Immunoprecipitations were performed
using Pansorbin cells (Calbiochem) as previously described (33, 36).
Immunoprecipitation under these conditions was previously shown to
isolate 90 ± 1% of NR2A and 93 ± 1% NR2B subunits as
determined by Western blotting of pellets and final supernatants (33).

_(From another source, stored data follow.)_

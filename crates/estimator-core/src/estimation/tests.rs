use super::*;

fn approx(a: f64, b: f64) -> bool {
    (a - b).abs() < 1e-9
}

fn cutting(pipe_length: f64, pipe_cuts: &[f64], full: bool) -> CuttingEstimation {
    CuttingEstimation {
        pipe_length,
        pipe_cuts: pipe_cuts.to_vec(),
        wastage: pipe_length - pipe_cuts.iter().sum::<f64>(),
        full,
        partial: !full,
    }
}

fn track_material() -> MaterialRate {
    MaterialRate {
        pipe_type: "Domal 2 Track".to_string(),
        rate: 250.0,
        weights: PipeWeights::new(1.8, 1.92),
    }
}

fn request(categories: Vec<(Category, Vec<f64>)>) -> EstimationRequest {
    EstimationRequest {
        track_type: TrackType::TwoTrack,
        min_waste: DEFAULT_MIN_WASTE,
        stock: StockOptions::default(),
        categories: categories
            .into_iter()
            .map(|(category, cuts)| {
                (
                    category,
                    CategoryCuts {
                        required_cuts: cuts,
                        extra_sizes: vec![],
                    },
                )
            })
            .collect(),
        materials: RateTable::new()
            .with(Category::Track, track_material())
            .with(
                Category::Shutter,
                MaterialRate {
                    pipe_type: "Shutter 19mm".to_string(),
                    rate: 300.0,
                    weights: PipeWeights::new(1.0, 1.1),
                },
            ),
    }
}

#[test]
fn test_weight_scales_with_billed_inches() {
    let weights = PipeWeights::new(1.0, 1.1);

    assert!(approx(weights.pipe_weight(&cutting(192.0, &[150.0, 30.0], true)), 1.1));
    assert!(approx(weights.pipe_weight(&cutting(180.0, &[45.0, 45.0], false)), 0.5));
}

#[test]
fn test_extra_pipes_use_long_profile_weight() {
    let weights = PipeWeights::new(1.0, 1.92);
    assert!(approx(weights.pipe_weight(&cutting(100.0, &[96.0], true)), 1.0));

    let small_only = PipeWeights::new(1.8, 0.0);
    assert!(approx(small_only.pipe_weight(&cutting(100.0, &[96.0], true)), 1.0));
}

#[test]
fn test_zero_length_pipe_weighs_nothing() {
    let weights = PipeWeights::new(1.0, 1.1);
    assert_eq!(weights.pipe_weight(&cutting(0.0, &[], true)), 0.0);
}

#[test]
fn test_round_to_two_decimals_is_idempotent() {
    for value in [0.0, 1.234, 2.675, 10.005, 599.999, 123456.789] {
        let once = round_to_two_decimals(value);
        assert_eq!(round_to_two_decimals(once), once);
    }
    assert_eq!(round_to_two_decimals(1.234), 1.23);
    assert_eq!(round_to_two_decimals(1.235), 1.24);
    assert_eq!(round_to_two_decimals(599.999), 600.0);
}

#[test]
fn test_estimate_single_window_track() {
    let plan_request = PlanRequest {
        required_cuts: vec![48.0, 72.0, 48.0, 72.0],
        stock_sizes: StockOptions::default().sizes(),
        extra_sizes: vec![],
    };
    let material = track_material();
    let estimation = estimate(
        Category::Track,
        plan_request,
        Some(&material),
        DEFAULT_MIN_WASTE,
        &EstimatorConfig::default(),
    )
    .unwrap();

    assert_eq!(estimation.pipe_type, "Domal 2 Track");
    assert_eq!(estimation.rate, 250.0);
    assert_eq!(estimation.summary.large.full_pipes, 1);
    assert_eq!(estimation.summary.small.partial_pipes, 1);
    assert_eq!(estimation.summary.total_inches, 240.0);
    // 1.92 kg for the full 192" pipe plus 48" of the 1.8 kg 180" profile
    assert_eq!(estimation.total_weight, 2.4);
    assert_eq!(estimation.total_amount, 600.0);
    assert!(estimation.unassigned_cuts.is_empty());
}

#[test]
fn test_missing_material_prices_at_zero() {
    let plan_request = PlanRequest {
        required_cuts: vec![60.0, 60.0],
        stock_sizes: vec![180.0],
        extra_sizes: vec![],
    };
    let estimation = estimate(
        Category::Interlock,
        plan_request,
        None,
        DEFAULT_MIN_WASTE,
        &EstimatorConfig::default(),
    )
    .unwrap();

    assert_eq!(estimation.pipe_type, "Interlock");
    assert_eq!(estimation.total_weight, 0.0);
    assert_eq!(estimation.total_amount, 0.0);
    assert_eq!(estimation.summary.total_pipes(), 1);
}

#[test]
fn test_estimator_sums_categories() {
    let estimator = Estimator::new(
        request(vec![
            (Category::Track, vec![48.0, 72.0, 48.0, 72.0]),
            (Category::Shutter, vec![90.0, 90.0]),
        ]),
        EstimatorConfig::default(),
    )
    .unwrap();
    let bill = estimator.estimate();

    assert_eq!(bill.estimations.len(), 2);
    assert!(bill.failures.is_empty());

    // Shutter: one full 180" pipe at 1.0 kg, 300 per kg
    let shutter = &bill.estimations[&Category::Shutter];
    assert_eq!(shutter.total_weight, 1.0);
    assert_eq!(shutter.total_amount, 300.0);

    assert_eq!(bill.total_weight, 3.4);
    assert_eq!(bill.total_amount, 900.0);
    assert_eq!(bill.total_pipes(), 3);
}

#[test]
fn test_estimator_skips_categories_outside_track_type() {
    let estimator = Estimator::new(
        request(vec![
            (Category::Track, vec![96.0]),
            (Category::Dp, vec![96.0]),
        ]),
        EstimatorConfig::default(),
    )
    .unwrap();
    let bill = estimator.estimate();

    assert!(bill.estimations.contains_key(&Category::Track));
    assert!(!bill.estimations.contains_key(&Category::Dp));
    assert!(bill.failures.is_empty());
}

#[test]
fn test_failing_category_does_not_stop_others() {
    let estimator = Estimator::new(
        request(vec![
            (Category::Track, vec![72.0, 200.0]),
            (Category::Shutter, vec![90.0, 90.0]),
        ]),
        EstimatorConfig::default().with_strict(true),
    )
    .unwrap();
    let bill = estimator.estimate();

    assert!(bill.failures.contains_key(&Category::Track));
    assert!(bill.failures[&Category::Track].contains("200"));
    assert!(bill.estimations.contains_key(&Category::Shutter));
    assert_eq!(bill.total_amount, 300.0);
}

#[test]
fn test_unassigned_cuts_surface_in_bill() {
    let estimator = Estimator::new(
        request(vec![(Category::Track, vec![72.0, 200.0])]),
        EstimatorConfig::default(),
    )
    .unwrap();
    let bill = estimator.estimate();

    assert_eq!(
        bill.estimations[&Category::Track].unassigned_cuts,
        vec![200.0]
    );
    assert_eq!(bill.unassigned_cuts(), 1);
}

#[test]
fn test_estimator_rejects_invalid_requests() {
    let mut negative = request(vec![(Category::Track, vec![72.0])]);
    negative.min_waste = -1.0;
    assert!(matches!(
        Estimator::new(negative, EstimatorConfig::default()),
        Err(EstimatorError::InvalidInput(_))
    ));

    let mut no_stock = request(vec![(Category::Track, vec![72.0])]);
    no_stock.stock = StockOptions {
        small: false,
        large: false,
    };
    assert!(matches!(
        Estimator::new(no_stock, EstimatorConfig::default()),
        Err(EstimatorError::InvalidInput(_))
    ));
}

#[test]
fn test_track_types_list_their_categories() {
    assert!(TrackType::TwoTrack.uses(Category::Sp));
    assert!(!TrackType::TwoTrack.uses(Category::Dp));
    assert!(TrackType::ThreeTrack.uses(Category::Dp));
    assert!(TrackType::SplitTrack.uses(Category::TrackTop));
    assert!(!TrackType::SplitTrack.uses(Category::Track));
}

Previous studies also demonstrated that the antibodies to NR2A and NR2B
do not cross-react in immunoprecipitation or Western blotting
experiments (32, 33). Control experiments were conducted in which the
fusion protein used to generate the NR2A and NR2B antibodies was
absorbed with the respective antibody for 1 h prior to
immunoprecipitation. Preabsorbtion of the antibody with its respective
fusion protein completely blocked the immunoprecipitation (data not shown).
Western Blotting--
Samples from immunoprecipitation
experiments and CA1 homogenates were prepared for SDS-polyacrylamide
gel electrophoresis on 7.5% gels. Separated proteins were transferred
to PolyScreen polyvinylidene difluoride membrane (PerkinElmer Life
Sciences). Blots were blocked in 3% BSA for 1 h at room
temperature. Blots were incubated overnight with general
anti-phosphotyrosine antibody (1:5000) or the site-specific
anti-phospho-Tyr-1472 (1:500) in 1% BSA at 4 °C. Alternatively,
blots were blocked in 3% BSA overnight at 4 °C and then incubated
in primary antibody for 2 h at room temperature. Blots were then
subjected to three 10-min washes in Tris-buffered saline (140 mM NaCl, 20 mM Tris, pH 7.6) plus 0.1% Tween
20 (TBST) before incubating with horseradish peroxidase-conjugated goat
anti-mouse (general anti-phosphotyrosine) or goat anti-rabbit (site-specific anti-phospho-Tyr-1472) secondary antibody (1:10,000) in
1% BSA for 1 h at room temperature. Finally, three additional 10-min TBST washes were performed, and immunodetection was accomplished using the Pierce SuperSignal chemiluminescence kit and the Alpha Innotech imaging system. Each blot was stripped with Restore Western blot stripping buffer (Pierce) and reprobed with anti-NR2A (1:1000) or
anti-NR2B (1:3000). Quantitation was performed using AlphaEase software
(Alpha Innotech) and Excel (Microsoft). Standard curves were included
on each Western blot, and analyzed bands were always within the linear
range of detection for each antibody. Where indicated, statistical
analysis was evaluated by Student's paired t test.
Electrophysiology--
Slices were prepared as described above,
except the hippocampus remained intact such that "whole"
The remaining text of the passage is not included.